*** Begin section ***
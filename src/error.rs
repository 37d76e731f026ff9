//! Construction errors
//!
//! The running simulation never fails; only building a scene can.

use thiserror::Error;

use crate::assets::TextureId;

/// Rejected scene configuration
#[derive(Debug, Error)]
pub enum ConfigError {
    #[error("viewport must be positive, got {width}x{height}")]
    InvalidViewport { width: f32, height: f32 },
    #[error("viewport height {0} leaves no room for obstacle placement (needs >= 3)")]
    EmptySpawnRange(f32),
    #[error("{name} must be positive, got {value}")]
    NonPositive { name: &'static str, value: f32 },
    #[error("{name} must be finite")]
    NonFinite { name: &'static str },
    #[error("rotation clamp is inverted: min {min} > max {max}")]
    InvertedRotationClamp { min: f32, max: f32 },
    #[error("flash feedback needs at least one repetition")]
    NoFlashRepeats,
    #[error("malformed config: {0}")]
    Parse(#[from] serde_json::Error),
}

/// Scene could not be assembled
#[derive(Debug, Error)]
pub enum SceneError {
    #[error("required texture {0:?} is missing")]
    MissingTexture(TextureId),
    #[error("texture {id:?} has unusable size {width}x{height}")]
    InvalidTexture { id: TextureId, width: f32, height: f32 },
    #[error(transparent)]
    Config(#[from] ConfigError),
}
*** End section ***
## What the task asks
Establish how many lines of the data above contain "TextureId". State that number and no more.

## Exercise answer
3